MicroRNAs (miRNAs) are small, noncoding RNAs that negatively regulate gene expression post-transcriptionally. Whether differently expressed miRNAs contribute to promoting granulosa cell proliferation in polycystic ovarian syndrome disease (PCOS) remains unknown. We explored whether certain miRNAs are involved in the ovarian dysfunction of PCOS and the mechanism of increased granulosa cells proliferation. Patients and Cells: miRNA expression was analyzed in excised ovarian cortexes from 16 women with PCOS and 8 non-PCOS. An immortalized human granulosa (KGN) cell was used for the mechanism study.
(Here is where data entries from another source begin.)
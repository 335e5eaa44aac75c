//! Introspection for components that hold host-side state: the position
//! tracker, the dispatcher's session state, and similar. Queries never
//! mutate the component they inspect.

use std::collections::HashMap;
use std::fmt;

/// A dynamically-typed value returned from a state query.
#[derive(Debug, Clone, PartialEq)]
pub enum Value {
    Bool(bool),
    I64(i64),
    U64(u64),
    String(String),
    Array(Vec<Value>),
    Map(HashMap<String, Value>),
}

impl fmt::Display for Value {
    fn fmt(&self, f: &mut fmt::Formatter<'_>) -> fmt::Result {
        match self {
            Value::Bool(v) => write!(f, "{v}"),
            Value::I64(v) => write!(f, "{v}"),
            Value::U64(v) => write!(f, "{v}"),
            Value::String(v) => write!(f, "{v}"),
            Value::Array(arr) => {
                write!(f, "[")?;
                for (i, v) in arr.iter().enumerate() {
                    if i > 0 {
                        write!(f, ", ")?;
                    }
                    write!(f, "{v}")?;
                }
                write!(f, "]")
            }
            Value::Map(map) => {
                write!(f, "{{")?;
                for (i, (k, v)) in map.iter().enumerate() {
                    if i > 0 {
                        write!(f, ", ")?;
                    }
                    write!(f, "{k}: {v}")?;
                }
                write!(f, "}}")
            }
        }
    }
}

impl From<bool> for Value {
    fn from(v: bool) -> Self {
        Value::Bool(v)
    }
}

impl From<i64> for Value {
    fn from(v: i64) -> Self {
        Value::I64(v)
    }
}

impl From<u64> for Value {
    fn from(v: u64) -> Self {
        Value::U64(v)
    }
}

impl From<&[i64]> for Value {
    fn from(v: &[i64]) -> Self {
        Value::Array(v.iter().copied().map(Value::from).collect())
    }
}

/// A component whose state can be inspected without affecting it.
pub trait Observable {
    /// Query a property by a dotted path, e.g. `motor.0`.
    ///
    /// Returns `None` if the path is not recognised.
    fn query(&self, path: &str) -> Option<Value>;

    /// All paths this component recognises.
    fn query_paths(&self) -> &'static [&'static str];
}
Expressions of miRNAs in ovarian cortexes were measured using qRT-PCR and KGN granulosa cells were cultured for proliferation assays after overexpression or inhibition of miR-93 or after insulin treatment. Bioinformatics were used to identify the potential miRNA targets. Protein expression analysis, luciferase assays, and rescue assays were used to confirm the substrate of miR-93. MiR-93 expression was higher in PCOS ovarian cortex and its identified target, CDKN1A, was downregulated. MiR-93 overexpression promoted cell proliferation and G1 to S transition. Knocking down CDKN1A promoted cell growth and cell cycle progression in granulosa cells, and CDKN1A re-introduction reversed the promotional role of miR-93. High concentrations of insulin induced upregulation of miR-93, stimulated KGN cells proliferation and reduced CDKN1A expression. miR-93 was increased in PCOS granulosa cells and targeted CDKN1A to promote proliferation and cell cycle progression. Insulin could upregulate the expression of miR-93 and stimulate cell proliferation. This might provide a new insight into the dysfunction of granulosa cells in PCOS.